I'm having my 2 yr old bday party sunday and pressed for time. Was gonna cut it tonight with lights on but will be damp.
Good for me to mow or will I have problems with anything?
I would clean it the next day. We wash our tractors with water so I figured it would be ok. Just née insight. Thanks


----------



## Dizzyrapper1505 (Apr 21, 2016)

I do have lights and possibly it may shower again not too sure


----------



## FredM (Nov 18, 2015)

if you have a 3 spindle cutter deck and your grass is a little high, you will get cut grass balling under the deck and this will cause stalling of the cutters, you may need to do a double cut, arh!!, if your deck is a 2 spindle deck, the wet grass usually will clear a lot better, just depends on how hard you go into the grass, actually it is better to not mow wet grass if you don't have to.

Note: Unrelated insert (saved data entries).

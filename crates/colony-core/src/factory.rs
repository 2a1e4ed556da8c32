//! Building construction from persisted data, trigger placements and view frames.
//!
//! Every entry point returns `None` on failure and logs why. Nothing here
//! panics on bad input.

use crate::building::BuildingRecord;
use crate::id::{BlockPos, ColonyId, SerializedTypeId, TriggerKey};
use crate::registry::TypeRegistry;
use crate::serialize::PersistedBuilding;
use crate::view::{BuildingView, WireReader};

/// A trigger block placed in the world.
#[derive(Debug, Clone, PartialEq, Eq)]
pub struct TriggerPlacement {
    pub trigger: TriggerKey,
    pub location: BlockPos,
}

impl TriggerPlacement {
    pub fn new(trigger: TriggerKey, location: BlockPos) -> Self {
        Self { trigger, location }
    }
}

/// Resolves building kinds through a [`TypeRegistry`] and constructs them.
#[derive(Debug, Clone, Copy)]
pub struct BuildingFactory<'r> {
    registry: &'r TypeRegistry,
}

impl<'r> BuildingFactory<'r> {
    pub fn new(registry: &'r TypeRegistry) -> Self {
        Self { registry }
    }

    pub fn registry(&self) -> &'r TypeRegistry {
        self.registry
    }

    /// Rebuild a building from its persisted bytes.
    pub fn create_from_persisted(&self, colony: ColonyId, data: &[u8]) -> Option<BuildingRecord> {
        let record = match PersistedBuilding::decode(data) {
            Ok(record) => record,
            Err(err) => {
                tracing::error!(colony = colony.0, error = %err, "unreadable persisted building");
                return None;
            }
        };
        self.create_from_record(colony, &record)
    }

    /// Rebuild a building from an already decoded record.
    pub fn create_from_record(
        &self,
        colony: ColonyId,
        record: &PersistedBuilding,
    ) -> Option<BuildingRecord> {
        let Some(kind) = self.registry.resolve_by_name(&record.type_name) else {
            tracing::warn!(
                type_name = %record.type_name,
                location = %record.location,
                "unknown building type in save, skipping"
            );
            return None;
        };
        let mut building = kind.construct(colony, record.location);
        building.apply_persisted(record);
        Some(building)
    }

    /// A fresh level-0 building for a placed trigger block.
    pub fn create_from_trigger(
        &self,
        colony: ColonyId,
        placement: &TriggerPlacement,
    ) -> Option<BuildingRecord> {
        let Some(kind) = self.registry.resolve_by_trigger(&placement.trigger) else {
            tracing::error!(
                trigger = %placement.trigger,
                location = %placement.location,
                "no building type registered for trigger"
            );
            return None;
        };
        Some(kind.construct(colony, placement.location))
    }

    /// Build a client view from a received view frame.
    pub fn create_view(
        &self,
        colony: ColonyId,
        location: BlockPos,
        wire: &[u8],
    ) -> Option<BuildingView> {
        let mut reader = WireReader::new(wire);
        let id = match reader.read_i32() {
            Ok(id) => SerializedTypeId(id),
            Err(err) => {
                tracing::error!(location = %location, error = %err, "view frame too short");
                return None;
            }
        };
        let Some(kind) = self.registry.resolve_by_serialized_id(id) else {
            tracing::warn!(id = id.0, location = %location, "unknown building view id");
            return None;
        };
        let mut view = kind.construct_view(colony, location);
        match view.deserialize_from_view(&mut reader) {
            Ok(()) => Some(view),
            Err(err) => {
                tracing::error!(
                    kind = %kind,
                    location = %location,
                    error = %err,
                    "failed to read building view"
                );
                None
            }
        }
    }
}
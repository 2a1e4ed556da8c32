use crate::id::{CitizenId, RequestToken};
use crate::request::RequestKind;
use std::collections::{BTreeMap, HashMap};

/// A building's open requests, indexed three ways.
///
/// All three views live in one struct and are only changed together: a token
/// is listed under exactly one kind and exactly one worker, and lists that
/// become empty are dropped.
#[derive(Debug, Clone, Default, PartialEq, Eq)]
pub struct RequestIndex {
    /// Insertion order within each list is request order.
    by_kind: BTreeMap<RequestKind, Vec<RequestToken>>,
    by_token: HashMap<RequestToken, (RequestKind, CitizenId)>,
    by_worker: BTreeMap<CitizenId, Vec<RequestToken>>,
}

impl RequestIndex {
    pub fn new() -> Self {
        Self::default()
    }

    /// Track `token`. Returns false (and changes nothing) if it is already tracked.
    pub fn insert(&mut self, kind: RequestKind, token: RequestToken, worker: CitizenId) -> bool {
        if self.by_token.contains_key(&token) {
            return false;
        }
        self.by_token.insert(token, (kind, worker));
        self.by_kind.entry(kind).or_default().push(token);
        self.by_worker.entry(worker).or_default().push(token);
        true
    }

    /// Stop tracking `token` in all three views.
    pub fn remove(&mut self, token: RequestToken) -> Option<(RequestKind, CitizenId)> {
        let (kind, worker) = self.by_token.remove(&token)?;
        remove_from_list(&mut self.by_kind, kind, token);
        remove_from_list(&mut self.by_worker, worker, token);
        Some((kind, worker))
    }

    /// Stop tracking every token of `worker`. Returns them in request order.
    pub fn remove_worker(&mut self, worker: CitizenId) -> Vec<RequestToken> {
        let tokens = self.by_worker.get(&worker).cloned().unwrap_or_default();
        for &token in &tokens {
            self.remove(token);
        }
        tokens
    }

    /// Drop everything. Returns the tokens that were tracked.
    pub fn clear(&mut self) -> Vec<RequestToken> {
        let tokens = self.by_kind.values().flatten().copied().collect();
        self.by_kind.clear();
        self.by_token.clear();
        self.by_worker.clear();
        tokens
    }

    pub fn tokens_of_kind(&self, kind: RequestKind) -> &[RequestToken] {
        self.by_kind.get(&kind).map(Vec::as_slice).unwrap_or(&[])
    }

    pub fn tokens_of_worker(&self, worker: CitizenId) -> &[RequestToken] {
        self.by_worker.get(&worker).map(Vec::as_slice).unwrap_or(&[])
    }

    pub fn requester_of(&self, token: RequestToken) -> Option<CitizenId> {
        self.by_token.get(&token).map(|&(_, worker)| worker)
    }

    pub fn kind_of(&self, token: RequestToken) -> Option<RequestKind> {
        self.by_token.get(&token).map(|&(kind, _)| kind)
    }

    pub fn contains(&self, token: RequestToken) -> bool {
        self.by_token.contains_key(&token)
    }

    /// Whether any request of `kind` is open.
    pub fn has_kind(&self, kind: RequestKind) -> bool {
        self.by_kind.get(&kind).is_some_and(|tokens| !tokens.is_empty())
    }

    /// True iff the worker has no entry or an empty list.
    ///
    /// The polarity is inverted relative to the name. Save and replication
    /// compatibility depend on the current behaviour, so it is kept.
    pub fn has_worker_open_requests(&self, worker: CitizenId) -> bool {
        self.by_worker
            .get(&worker)
            .is_none_or(|tokens| tokens.is_empty())
    }

    pub fn len(&self) -> usize {
        self.by_token.len()
    }

    pub fn is_empty(&self) -> bool {
        self.by_kind.is_empty()
    }
}

fn remove_from_list<K: Ord>(map: &mut BTreeMap<K, Vec<RequestToken>>, key: K, token: RequestToken) {
    if let Some(tokens) = map.get_mut(&key) {
        tokens.retain(|&t| t != token);
        if tokens.is_empty() {
            map.remove(&key);
        }
    }
}

#[cfg(test)]
mod tests {
    use super::*;
    use slotmap::SlotMap;

    fn make_tokens(count: usize) -> (SlotMap<RequestToken, ()>, Vec<RequestToken>) {
        let mut sm: SlotMap<RequestToken, ()> = SlotMap::with_key();
        let ids: Vec<RequestToken> = (0..count).map(|_| sm.insert(())).collect();
        (sm, ids)
    }

    /// Every token is listed once under its kind and once under its worker.
    fn assert_consistent(index: &RequestIndex) {
        let by_kind: usize = index.by_kind.values().map(Vec::len).sum();
        let by_worker: usize = index.by_worker.values().map(Vec::len).sum();
        assert_eq!(by_kind, index.by_token.len());
        assert_eq!(by_worker, index.by_token.len());
        for (&token, &(kind, worker)) in &index.by_token {
            assert!(index.tokens_of_kind(kind).contains(&token));
            assert!(index.tokens_of_worker(worker).contains(&token));
        }
        assert!(index.by_kind.values().all(|l| !l.is_empty()));
        assert!(index.by_worker.values().all(|l| !l.is_empty()));
    }

    #[test]
    fn insert_preserves_request_order() {
        let (_sm, t) = make_tokens(3);
        let mut index = RequestIndex::new();
        index.insert(RequestKind::Tool, t[0], CitizenId(1));
        index.insert(RequestKind::Tool, t[1], CitizenId(2));
        index.insert(RequestKind::Tool, t[2], CitizenId(1));
        assert_eq!(index.tokens_of_kind(RequestKind::Tool), &[t[0], t[1], t[2]]);
        assert_eq!(index.tokens_of_worker(CitizenId(1)), &[t[0], t[2]]);
        assert_eq!(index.requester_of(t[1]), Some(CitizenId(2)));
        assert_consistent(&index);
    }

    #[test]
    fn duplicate_token_rejected() {
        let (_sm, t) = make_tokens(1);
        let mut index = RequestIndex::new();
        assert!(index.insert(RequestKind::Tool, t[0], CitizenId(1)));
        assert!(!index.insert(RequestKind::Food, t[0], CitizenId(2)));
        assert_eq!(index.kind_of(t[0]), Some(RequestKind::Tool));
        assert!(!index.has_kind(RequestKind::Food));
        assert_consistent(&index);
    }

    #[test]
    fn remove_clears_all_three_views() {
        let (_sm, t) = make_tokens(2);
        let mut index = RequestIndex::new();
        index.insert(RequestKind::Stack, t[0], CitizenId(1));
        index.insert(RequestKind::Tool, t[1], CitizenId(1));
        assert_eq!(index.remove(t[0]), Some((RequestKind::Stack, CitizenId(1))));
        assert!(!index.contains(t[0]));
        assert!(!index.has_kind(RequestKind::Stack));
        assert_eq!(index.tokens_of_worker(CitizenId(1)), &[t[1]]);
        assert_consistent(&index);
        assert_eq!(index.remove(t[0]), None);
    }

    #[test]
    fn removing_last_token_empties_index() {
        let (_sm, t) = make_tokens(1);
        let mut index = RequestIndex::new();
        index.insert(RequestKind::Food, t[0], CitizenId(4));
        index.remove(t[0]);
        assert!(index.is_empty());
        assert_eq!(index.len(), 0);
        assert!(index.tokens_of_worker(CitizenId(4)).is_empty());
    }

    #[test]
    fn remove_worker_drops_only_that_worker() {
        let (_sm, t) = make_tokens(3);
        let mut index = RequestIndex::new();
        index.insert(RequestKind::Tool, t[0], CitizenId(1));
        index.insert(RequestKind::Food, t[1], CitizenId(2));
        index.insert(RequestKind::Stack, t[2], CitizenId(1));
        assert_eq!(index.remove_worker(CitizenId(1)), vec![t[0], t[2]]);
        assert_eq!(index.len(), 1);
        assert_eq!(index.requester_of(t[1]), Some(CitizenId(2)));
        assert_consistent(&index);
    }

    #[test]
    fn clear_returns_everything() {
        let (_sm, t) = make_tokens(2);
        let mut index = RequestIndex::new();
        index.insert(RequestKind::Tool, t[0], CitizenId(1));
        index.insert(RequestKind::Food, t[1], CitizenId(2));
        let mut cleared = index.clear();
        cleared.sort();
        let mut expected = t.clone();
        expected.sort();
        assert_eq!(cleared, expected);
        assert!(index.is_empty());
    }

    #[test]
    fn worker_open_requests_reports_inverted() {
        let (_sm, t) = make_tokens(1);
        let mut index = RequestIndex::new();
        assert!(index.has_worker_open_requests(CitizenId(1)));
        index.insert(RequestKind::Tool, t[0], CitizenId(1));
        assert!(!index.has_worker_open_requests(CitizenId(1)));
        assert!(index.has_worker_open_requests(CitizenId(2)));
    }
}
//! Client-side building views and the fixed view frame.
//!
//! The server replicates each building as a 16-byte frame of four big-endian
//! `i32`s: serialized type id, level, max level, work-order level. There is no
//! length or version prefix; the id alone selects the view kind.

use crate::id::{BlockPos, ColonyId, SerializedTypeId};
use crate::kind::BuildingKind;
use crate::work_order::NO_WORK_ORDER;

/// Size of a view frame in bytes.
pub const VIEW_FRAME_LEN: usize = 16;

#[derive(Debug, Clone, PartialEq, Eq, thiserror::Error)]
pub enum WireError {
    #[error("view frame truncated: needed {needed} bytes, {available} available")]
    Truncated { needed: usize, available: usize },
    #[error("negative {field} ({value}) in view frame")]
    Negative { field: &'static str, value: i32 },
}

/// One encoded building view.
#[derive(Debug, Clone, Copy, PartialEq, Eq)]
pub struct ViewFrame([u8; VIEW_FRAME_LEN]);

impl ViewFrame {
    pub fn new(
        serialized_id: SerializedTypeId,
        level: u32,
        max_level: u32,
        work_order_level: u32,
    ) -> Self {
        let mut bytes = [0u8; VIEW_FRAME_LEN];
        let fields = [
            serialized_id.0,
            to_wire(level),
            to_wire(max_level),
            to_wire(work_order_level),
        ];
        for (chunk, value) in bytes.chunks_exact_mut(4).zip(fields) {
            chunk.copy_from_slice(&value.to_be_bytes());
        }
        Self(bytes)
    }

    pub fn as_bytes(&self) -> &[u8; VIEW_FRAME_LEN] {
        &self.0
    }

    pub fn into_bytes(self) -> [u8; VIEW_FRAME_LEN] {
        self.0
    }

    pub fn serialized_id(&self) -> SerializedTypeId {
        SerializedTypeId(i32::from_be_bytes([self.0[0], self.0[1], self.0[2], self.0[3]]))
    }
}

fn to_wire(value: u32) -> i32 {
    i32::try_from(value).unwrap_or(i32::MAX)
}

/// Cursor over received bytes.
#[derive(Debug, Clone)]
pub struct WireReader<'a> {
    bytes: &'a [u8],
    pos: usize,
}

impl<'a> WireReader<'a> {
    pub fn new(bytes: &'a [u8]) -> Self {
        Self { bytes, pos: 0 }
    }

    pub fn read_i32(&mut self) -> Result<i32, WireError> {
        let rest = &self.bytes[self.pos..];
        let Some(chunk) = rest.first_chunk::<4>() else {
            return Err(WireError::Truncated {
                needed: 4,
                available: rest.len(),
            });
        };
        self.pos += 4;
        Ok(i32::from_be_bytes(*chunk))
    }

    pub fn remaining(&self) -> usize {
        self.bytes.len() - self.pos
    }
}

/// Reduced, client-visible projection of a building.
#[derive(Debug, Clone, PartialEq, Eq)]
pub struct BuildingView {
    kind: BuildingKind,
    colony: ColonyId,
    location: BlockPos,
    level: u32,
    max_level: u32,
    work_order_level: u32,
}

impl BuildingView {
    pub fn new(kind: BuildingKind, colony: ColonyId, location: BlockPos) -> Self {
        Self {
            kind,
            colony,
            location,
            level: 0,
            max_level: kind.max_level(),
            work_order_level: NO_WORK_ORDER,
        }
    }

    /// Read level, max level and work-order level, in that order. On error the
    /// view is left unchanged.
    pub fn deserialize_from_view(&mut self, reader: &mut WireReader<'_>) -> Result<(), WireError> {
        let level = non_negative("level", reader.read_i32()?)?;
        let max_level = non_negative("max level", reader.read_i32()?)?;
        let work_order_level = non_negative("work order level", reader.read_i32()?)?;
        self.level = level;
        self.max_level = max_level;
        self.work_order_level = work_order_level;
        Ok(())
    }

    pub fn kind(&self) -> BuildingKind {
        self.kind
    }

    pub fn colony(&self) -> ColonyId {
        self.colony
    }

    pub fn location(&self) -> BlockPos {
        self.location
    }

    pub fn level(&self) -> u32 {
        self.level
    }

    pub fn max_level(&self) -> u32 {
        self.max_level
    }

    /// [`NO_WORK_ORDER`] when nothing is scheduled.
    pub fn work_order_level(&self) -> u32 {
        self.work_order_level
    }

    pub fn is_max_level(&self) -> bool {
        self.level >= self.max_level
    }

    pub fn has_work_order(&self) -> bool {
        self.work_order_level != NO_WORK_ORDER
    }

    /// An upgrade is scheduled.
    pub fn is_building(&self) -> bool {
        self.has_work_order() && self.work_order_level > self.level
    }

    /// A repair of the current level is scheduled.
    pub fn is_repairing(&self) -> bool {
        self.has_work_order() && self.work_order_level == self.level
    }
}

fn non_negative(field: &'static str, value: i32) -> Result<u32, WireError> {
    u32::try_from(value).map_err(|_| WireError::Negative { field, value })
}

all the best for your 2 year old's party


----------



## jhngardner367 (Apr 5, 2011)

It will also dull the blades quicker,but if you pull the discharge deflector up,it won't clog,as much.
Just be careful about sticks,etc.


----------



## Thomas (Nov 1, 2006)

Might try mowing one way than coming back other way just over1/4 of deck.


Have pleasant event.


----------



## Dizzyrapper1505 (Apr 21, 2016)

Everything went well. Thaks for feedback


----------